Stored data:
++++++++++++++++++++

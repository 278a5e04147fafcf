use async_trait::async_trait;
use rdkafka::config::ClientConfig;
use rdkafka::consumer::{CommitMode, Consumer, StreamConsumer};
use rdkafka::producer::{FutureProducer, FutureRecord, Producer};
use rdkafka::util::Timeout;
use rdkafka::{Message, Offset, TopicPartitionList};
use std::sync::Arc;
use std::time::Duration;
use tokio::sync::{watch, Mutex};

use super::{deliver, ConsumerGroup, EventHandler, EventPublisher};
use crate::event_sourcing::core::{Event, EventRegistry, EventSourcingError, Result};
use crate::metrics::Metrics;
use crate::utils::{CircuitBreaker, CircuitBreakerConfig, CircuitBreakerError};

// ============================================================================
// Kafka / Redpanda transport
// ============================================================================
//
// Publisher: one record per event, key = aggregate id, so a partition holds
// each aggregate's events in version order. With a transactional id the
// whole batch is committed (or aborted) as one Kafka transaction; without
// one a send failure mid-batch leaves the records already sent in place.
//
// Consumer: one StreamConsumer per handler, group.id = handler name, offsets
// committed manually after delivery (at-least-once).
//
// ============================================================================

#[derive(Debug, Clone)]
pub struct KafkaConfig {
    pub brokers: String,
    pub topic: String,
    pub transactional_id: Option<String>,
    pub send_timeout: Duration,
}

impl KafkaConfig {
    pub fn new(brokers: impl Into<String>, topic: impl Into<String>) -> Self {
        Self {
            brokers: brokers.into(),
            topic: topic.into(),
            transactional_id: None,
            send_timeout: Duration::from_secs(5),
        }
    }

    pub fn with_transactional_id(mut self, transactional_id: impl Into<String>) -> Self {
        self.transactional_id = Some(transactional_id.into());
        self
    }

    fn producer_config(&self) -> ClientConfig {
        let mut config = ClientConfig::new();
        config
            .set("bootstrap.servers", &self.brokers)
            .set("message.timeout.ms", self.send_timeout.as_millis().to_string())
            .set("enable.idempotence", "true");
        if let Some(id) = &self.transactional_id {
            config.set("transactional.id", id);
        }
        config
    }

    fn consumer_config(&self, group_id: &str) -> ClientConfig {
        let mut config = ClientConfig::new();
        config
            .set("bootstrap.servers", &self.brokers)
            .set("group.id", group_id)
            .set("enable.auto.commit", "false")
            .set("auto.offset.reset", "earliest")
            .set("isolation.level", "read_committed");
        config
    }
}

// ============================================================================
// Publisher
// ============================================================================

pub struct KafkaEventPublisher {
    producer: FutureProducer,
    topic: String,
    transactional: bool,
    send_timeout: Duration,
    // A producer can only have one open transaction.
    in_flight: Mutex<()>,
    circuit_breaker: CircuitBreaker,
    metrics: Option<Arc<Metrics>>,
}

impl KafkaEventPublisher {
    /// Create the producer and, when transactional, register its
    /// transactional id with the brokers.
    pub async fn connect(config: &KafkaConfig) -> anyhow::Result<Self> {
        let producer: FutureProducer = config.producer_config().create()?;
        let transactional = config.transactional_id.is_some();

        if transactional {
            let p = producer.clone();
            let timeout = config.send_timeout;
            tokio::task::spawn_blocking(move || p.init_transactions(Timeout::After(timeout))).await??;
            tracing::info!(transactional_id = ?config.transactional_id, "Kafka transactions initialised");
        }

        let cb_config = CircuitBreakerConfig {
            failure_threshold: 5,
            timeout: Duration::from_secs(30),
            success_threshold: 3,
        };

        Ok(Self {
            producer,
            topic: config.topic.clone(),
            transactional,
            send_timeout: config.send_timeout,
            in_flight: Mutex::new(()),
            circuit_breaker: CircuitBreaker::new("kafka-publisher", cb_config),
            metrics: None,
        })
    }

    pub fn with_metrics(mut self, metrics: Arc<Metrics>) -> Self {
        self.metrics = Some(metrics);
        self
    }

    async fn send_all(&self, records: &[(String, Vec<u8>)]) -> anyhow::Result<()> {
        for (key, payload) in records {
            let record = FutureRecord::to(&self.topic).key(key.as_str()).payload(payload.as_slice());
            self.producer
                .send(record, Timeout::After(self.send_timeout))
                .await
                .map_err(|(e, _)| anyhow::anyhow!("Kafka send error: {}", e))?;
        }
        Ok(())
    }

    async fn send_batch(&self, records: &[(String, Vec<u8>)]) -> anyhow::Result<()> {
        let _guard = self.in_flight.lock().await;

        if !self.transactional {
            return self.send_all(records).await;
        }

        let producer = self.producer.clone();
        tokio::task::spawn_blocking(move || producer.begin_transaction()).await??;

        let sent = self.send_all(records).await;

        let producer = self.producer.clone();
        let timeout = Timeout::After(self.send_timeout);
        match sent {
            Ok(()) => {
                tokio::task::spawn_blocking(move || producer.commit_transaction(timeout)).await??;
                Ok(())
            }
            Err(e) => {
                if let Err(abort) = tokio::task::spawn_blocking(move || producer.abort_transaction(timeout)).await? {
                    tracing::error!(error = %abort, "Failed to abort Kafka transaction");
                }
                Err(e)
            }
        }
    }
}

#[async_trait]
impl EventPublisher for KafkaEventPublisher {
    async fn publish_events(&self, events: &[Event]) -> Result<()> {
        if events.is_empty() {
            return Ok(());
        }

        let records = events
            .iter()
            .map(|event| Ok((event.aggregate_id.to_string(), event.marshal()?)))
            .collect::<Result<Vec<_>>>()?;

        let result = self.circuit_breaker.call(self.send_batch(&records)).await;

        if let Some(metrics) = &self.metrics {
            metrics.update_circuit_breaker_state(self.circuit_breaker.get_state().await);
        }

        match result {
            Ok(()) => {
                if let Some(metrics) = &self.metrics {
                    metrics.record_published(events);
                }
                tracing::info!(
                    topic = %self.topic,
                    aggregate_id = %events[0].aggregate_id,
                    count = events.len(),
                    "Published events to Kafka"
                );
                Ok(())
            }
            Err(CircuitBreakerError::CircuitOpen) => {
                tracing::error!(topic = %self.topic, "Circuit breaker open - Kafka unavailable");
                Err(EventSourcingError::Publish(anyhow::anyhow!("circuit breaker open for Kafka")))
            }
            Err(CircuitBreakerError::OperationFailed(e)) => {
                tracing::error!(error = %e, topic = %self.topic, "Failed to publish to Kafka");
                Err(EventSourcingError::Publish(e))
            }
        }
    }
}

// ============================================================================
// Consumer
// ============================================================================

pub struct KafkaEventConsumer {
    config: KafkaConfig,
    registry: Arc<EventRegistry>,
    metrics: Option<Arc<Metrics>>,
}

impl KafkaEventConsumer {
    pub fn new(config: KafkaConfig, registry: Arc<EventRegistry>) -> Self {
        Self {
            config,
            registry,
            metrics: None,
        }
    }

    pub fn with_metrics(mut self, metrics: Arc<Metrics>) -> Self {
        self.metrics = Some(metrics);
        self
    }

    fn subscribe(&self, group_id: &str) -> anyhow::Result<StreamConsumer> {
        let consumer: StreamConsumer = self.config.consumer_config(group_id).create()?;
        consumer.subscribe(&[self.config.topic.as_str()])?;
        Ok(consumer)
    }

    /// Subscribe one consumer per handler, then spawn their loops. Fails
    /// before spawning anything if any subscription fails.
    pub fn start(&self, handlers: Vec<Arc<dyn EventHandler>>) -> anyhow::Result<ConsumerGroup> {
        let subscribed = handlers
            .into_iter()
            .map(|handler| Ok((self.subscribe(handler.name())?, handler)))
            .collect::<anyhow::Result<Vec<_>>>()?;

        let (shutdown, signal) = watch::channel(false);
        let tasks = subscribed
            .into_iter()
            .map(|(consumer, handler)| {
                let name = handler.name().to_string();
                tracing::info!(handler = %name, topic = %self.config.topic, "Starting Kafka consumer");
                let task = tokio::spawn(consume(
                    consumer,
                    handler,
                    self.registry.clone(),
                    self.metrics.clone(),
                    signal.clone(),
                ));
                (name, task)
            })
            .collect();

        Ok(ConsumerGroup::new(shutdown, tasks))
    }
}

async fn consume(
    consumer: StreamConsumer,
    handler: Arc<dyn EventHandler>,
    registry: Arc<EventRegistry>,
    metrics: Option<Arc<Metrics>>,
    mut shutdown: watch::Receiver<bool>,
) {
    loop {
        let received = tokio::select! {
            changed = shutdown.changed() => {
                if changed.is_err() || *shutdown.borrow() {
                    break;
                }
                continue;
            }
            received = consumer.recv() => received,
        };

        let message = match received {
            Ok(message) => message,
            Err(e) => {
                tracing::warn!(handler = handler.name(), error = %e, "Kafka receive error");
                tokio::time::sleep(Duration::from_secs(1)).await;
                continue;
            }
        };

        let payload = message.payload().map(<[u8]>::to_vec);
        let mut position = TopicPartitionList::new();
        if let Err(e) =
            position.add_partition_offset(message.topic(), message.partition(), Offset::Offset(message.offset() + 1))
        {
            tracing::error!(handler = handler.name(), error = %e, "Invalid message position");
            continue;
        }
        drop(message);

        match payload {
            Some(payload) => {
                deliver(&registry, handler.as_ref(), &payload, metrics.as_deref()).await;
            }
            None => tracing::warn!(handler = handler.name(), "Skipping message without payload"),
        }

        if let Err(e) = consumer.commit(&position, CommitMode::Async) {
            tracing::error!(handler = handler.name(), error = %e, "Failed to commit offset");
        }
    }
}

++++++++++++++++++++

Work instruction
All lines from the beginning of the entries through the line marked "use rdkafka::util::Timeout;" are to be output exactly; nothing else belongs in the answer.

Solution to this exercise
repository 278a5e04147fafcf
use async_trait::async_trait;
use rdkafka::config::ClientConfig;
use rdkafka::consumer::{CommitMode, Consumer, StreamConsumer};
use rdkafka::producer::{FutureProducer, FutureRecord, Producer};
use rdkafka::util::Timeout;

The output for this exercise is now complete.